FLG基因RNAi慢病毒载体的构建与鉴定

Construction and Identification of RNAi Lentiviral Vectors Targeting FLG Gene

目的构建人类中间丝聚合蛋白(filaggrin,FLG)基因慢病毒载体及观察慢病毒表达载体介导的RNA干扰RNAi对人HaCat细胞FLG表达的影响。方法应用基因工程技术筛选出3条针对FLG基因的RNAi靶序列,分别与GV115载体连接,构建3个重组慢病毒表达载体FLG-vshRNA 10154,FLG-vshRNA 10155,FLG-vshRNA 10156;将连接产物转化到DH5α感受态细胞,经PCR筛选阳性克隆、测序鉴定,将FLG-vshRNA,pHelper 1.0,pHelper 2.0共转染293T细胞,包装产生慢病毒颗粒并测定病毒滴度,将包装产生的3种重组慢病毒分别感染HaCat细胞,实时定量PCR检测HaCat细胞FLG mRNA表达。根据筛选的结果,选取最有效的载体进行病毒的大量包装。结果慢病毒载体PCR和测序结果表明3对碱基成功插入到预计位点,序列完全一致。慢病毒载体感染HaCat细胞后,FLG基因mRNA的表达量与未感染慢病毒的细胞组及空载体感染组相比均明显下降,下降程度达70%以上(P<0.05)。3个慢病毒载体经包装产生的病毒滴度分别为1.2×109,1.5×109,1×109TU/mL。结论成功构建针对FLG基因的3个慢病毒载体FLG-vshRNA,体外感染HaCat细胞后可有效抑制FLG基因的表达。

Objective To construct expressing FLG siRNA plasmid vector and examine the effect of the letiviral vector-mediated RNA interference（RNAi） on the expression of human FLG gene in HaCaT cells. Methods Gene engineering technique was used to screen three RNAi sequencestargeting FLG gene （FLG-vshRNA 10154, FLG-vshRNA 10155 and FLG-vshRNA 10156）. The sequences were separately cloned into the GV115 vector to construct 3 lentiviral vectors, which were subsequently confirmed by PCR and DNA seuencing.

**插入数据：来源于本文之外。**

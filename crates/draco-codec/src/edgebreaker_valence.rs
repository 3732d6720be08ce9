//! Valence bookkeeping for the valence-adaptive traversal coder. The
//! decoder tracks vertex valences of the partially rebuilt mesh and uses
//! the clamped valence of the active vertex (after each symbol is
//! applied) as the context for the next symbol. The encoder obtains the
//! identical context sequence by replaying the decoder's reconstruction
//! over its own symbol and split-event streams.

use std::collections::HashMap;

use crate::corner_table::CornerTable;
use crate::geometry_indices::{CornerIndex, VertexIndex};
use crate::mesh_edgebreaker_shared::{
    EdgeFaceName, EdgebreakerSymbol, TopologySplitEventData, MAX_VALENCE, MIN_VALENCE,
};

#[derive(Debug, Default)]
pub struct ValenceContextTracker {
    vertex_valences: Vec<u32>,
    active_context: Option<usize>,
}

impl ValenceContextTracker {
    pub fn new() -> Self {
        Self::default()
    }

    pub fn active_context(&self) -> Option<usize> {
        self.active_context
    }

    fn valence_mut(&mut self, vertex: VertexIndex) -> &mut u32 {
        debug_assert!(vertex.is_valid());
        let slot = if vertex.is_valid() { vertex.index() } else { 0 };
        if slot >= self.vertex_valences.len() {
            self.vertex_valences.resize(slot + 1, 0);
        }
        &mut self.vertex_valences[slot]
    }

    /// Applies the valence changes of the face reached by |corner| and
    /// derives the context for the next symbol from the active vertex.
    pub fn on_symbol(
        &mut self,
        symbol: EdgebreakerSymbol,
        corner: CornerIndex,
        table: &CornerTable,
    ) {
        let vert = table.vertex(corner);
        let next = table.vertex(table.next(corner));
        let prev = table.vertex(table.previous(corner));
        match symbol {
            EdgebreakerSymbol::C | EdgebreakerSymbol::S => {
                *self.valence_mut(next) += 1;
                *self.valence_mut(prev) += 1;
            }
            EdgebreakerSymbol::R => {
                *self.valence_mut(vert) += 1;
                *self.valence_mut(next) += 1;
                *self.valence_mut(prev) += 2;
            }
            EdgebreakerSymbol::L => {
                *self.valence_mut(vert) += 1;
                *self.valence_mut(next) += 2;
                *self.valence_mut(prev) += 1;
            }
            EdgebreakerSymbol::E => {
                *self.valence_mut(vert) += 2;
                *self.valence_mut(next) += 2;
                *self.valence_mut(prev) += 2;
            }
        }
        let active_valence = *self.valence_mut(next) as usize;
        let clamped = active_valence.clamp(MIN_VALENCE, MAX_VALENCE);
        self.active_context = Some(clamped - MIN_VALENCE);
    }

    /// A topology split merged |source| into |dest|.
    pub fn on_merge(&mut self, dest: VertexIndex, source: VertexIndex) {
        let source_valence = *self.valence_mut(source);
        *self.valence_mut(dest) += source_valence;
    }
}

/// Replays the spirale-reversi reconstruction over the recorded symbol
/// stream (encoder order) and returns, for every decoder-order symbol,
/// the context it will be decoded under. The first decoded symbol has no
/// context (it is the implicit E). The reconstruction here must stay in
/// lockstep with the connectivity rebuild in `mesh_edgebreaker_decoder`.
pub(crate) fn assign_valence_contexts(
    symbols: &[EdgebreakerSymbol],
    split_events: &[TopologySplitEventData],
) -> Vec<Option<usize>> {
    let num_symbols = symbols.len();
    let mut contexts = vec![None; num_symbols];
    if num_symbols == 0 {
        return contexts;
    }

    let mut table = CornerTable::reset(num_symbols);
    let mut tracker = ValenceContextTracker::new();
    let mut active_corner_stack: Vec<CornerIndex> = Vec::new();
    let mut topology_split_active_corners: HashMap<usize, CornerIndex> = HashMap::new();
    let mut split_events = split_events.to_vec();
    let mut num_vertices = 0u32;
    let mut num_faces = 0u32;

    for decode_symbol_id in 0..num_symbols {
        contexts[decode_symbol_id] = tracker.active_context();

        let symbol = symbols[num_symbols - decode_symbol_id - 1];
        let face_corner = CornerIndex(3 * num_faces);
        num_faces += 1;
        let mut check_topology_split = false;

        match symbol {
            EdgebreakerSymbol::C => {
                let corner_a = *active_corner_stack.last().unwrap();
                let mut corner_b = table.previous(corner_a);
                while table.opposite(corner_b).is_valid() {
                    corner_b = table.previous(table.opposite(corner_b));
                }
                table.set_opposite_corners(corner_a, CornerIndex(face_corner.0 + 1));
                table.set_opposite_corners(corner_b, CornerIndex(face_corner.0 + 2));
                let vertex_x = table.vertex(table.next(corner_a));
                table.map_corner_to_vertex(face_corner, vertex_x);
                table.map_corner_to_vertex(
                    CornerIndex(face_corner.0 + 1),
                    table.vertex(table.next(corner_b)),
                );
                table.map_corner_to_vertex(
                    CornerIndex(face_corner.0 + 2),
                    table.vertex(table.previous(corner_a)),
                );
                *active_corner_stack.last_mut().unwrap() = face_corner;
            }
            EdgebreakerSymbol::R | EdgebreakerSymbol::L => {
                let corner_a = *active_corner_stack.last().unwrap();
                let opp_corner = if symbol == EdgebreakerSymbol::R {
                    CornerIndex(face_corner.0 + 2)
                } else {
                    CornerIndex(face_corner.0 + 1)
                };
                table.set_opposite_corners(opp_corner, corner_a);
                table.map_corner_to_vertex(opp_corner, VertexIndex(num_vertices));
                num_vertices += 1;
                table.map_corner_to_vertex(
                    table.next(opp_corner),
                    table.vertex(table.previous(corner_a)),
                );
                table.map_corner_to_vertex(
                    table.previous(opp_corner),
                    table.vertex(table.next(corner_a)),
                );
                *active_corner_stack.last_mut().unwrap() = face_corner;
                check_topology_split = true;
            }
            EdgebreakerSymbol::S => {
                let corner_b = active_corner_stack.pop().unwrap();
                if let Some(corner) = topology_split_active_corners.remove(&decode_symbol_id) {
                    active_corner_stack.push(corner);
                }
                let corner_a = *active_corner_stack.last().unwrap();
                table.set_opposite_corners(corner_a, CornerIndex(face_corner.0 + 2));
                table.set_opposite_corners(corner_b, CornerIndex(face_corner.0 + 1));
                let vertex_p = table.vertex(table.previous(corner_a));
                table.map_corner_to_vertex(face_corner, vertex_p);
                table.map_corner_to_vertex(
                    CornerIndex(face_corner.0 + 1),
                    table.vertex(table.next(corner_a)),
                );
                table.map_corner_to_vertex(
                    CornerIndex(face_corner.0 + 2),
                    table.vertex(table.previous(corner_b)),
                );
                let mut corner_n = table.next(corner_b);
                let vertex_n = table.vertex(corner_n);
                tracker.on_merge(vertex_p, vertex_n);
                while corner_n.is_valid() {
                    table.map_corner_to_vertex(corner_n, vertex_p);
                    corner_n = table.swing_left(corner_n);
                }
                *active_corner_stack.last_mut().unwrap() = face_corner;
            }
            EdgebreakerSymbol::E => {
                table.map_corner_to_vertex(face_corner, VertexIndex(num_vertices));
                table.map_corner_to_vertex(
                    CornerIndex(face_corner.0 + 1),
                    VertexIndex(num_vertices + 1),
                );
                table.map_corner_to_vertex(
                    CornerIndex(face_corner.0 + 2),
                    VertexIndex(num_vertices + 2),
                );
                num_vertices += 3;
                active_corner_stack.push(face_corner);
                check_topology_split = true;
            }
        }

        tracker.on_symbol(symbol, *active_corner_stack.last().unwrap(), &table);

        if check_topology_split {
            let encoder_symbol_id = num_symbols - decode_symbol_id - 1;
            while let Some(event) = split_events.last() {
                if event.source_symbol_id as usize != encoder_symbol_id {
                    break;
                }
                let event = split_events.pop().unwrap();
                let act_top_corner = *active_corner_stack.last().unwrap();
                let new_active_corner = match event.source_edge {
                    EdgeFaceName::RightFaceEdge => table.next(act_top_corner),
                    EdgeFaceName::LeftFaceEdge => table.previous(act_top_corner),
                };
                let decoder_split_symbol_id = num_symbols - event.split_symbol_id as usize - 1;
                topology_split_active_corners.insert(decoder_split_symbol_id, new_active_corner);
            }
        }
    }
    contexts
}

The titer of lentiviruses was determined after 293T cells were co-transfected with FLG-vshRNA, pHelper 1.0 and pHelper 2. 0. The three kinds of reconbinant lentiviruses were used to infect HaCat cells and the expression of FLG mRNA were detected by real-time RT-PCR. Results PCR analysis and DNA sequencing confirmed that the three FLG-vshRNA sequences were successfully inserted into the letiviral vectors. The FLG expression in HaCat cells infected with lentiviral vectors was significantly inhibited at mRNA levels when compared with that in non-transfected and empty vector-transfected HaCat cells. The FLG mRNA expression was decreased by over 70% after FLG-vshRNA infection. The titer of the conentrated virus was 1.2×10^9, 1.5×10^9 and 1×10^9 TU/mL, respectively. Conclusion Three levtiviral RNAi vectors of FLG gene were successfully constructed, which could effectively inhibit the expression of FLG gene in HaCat cells in vitro.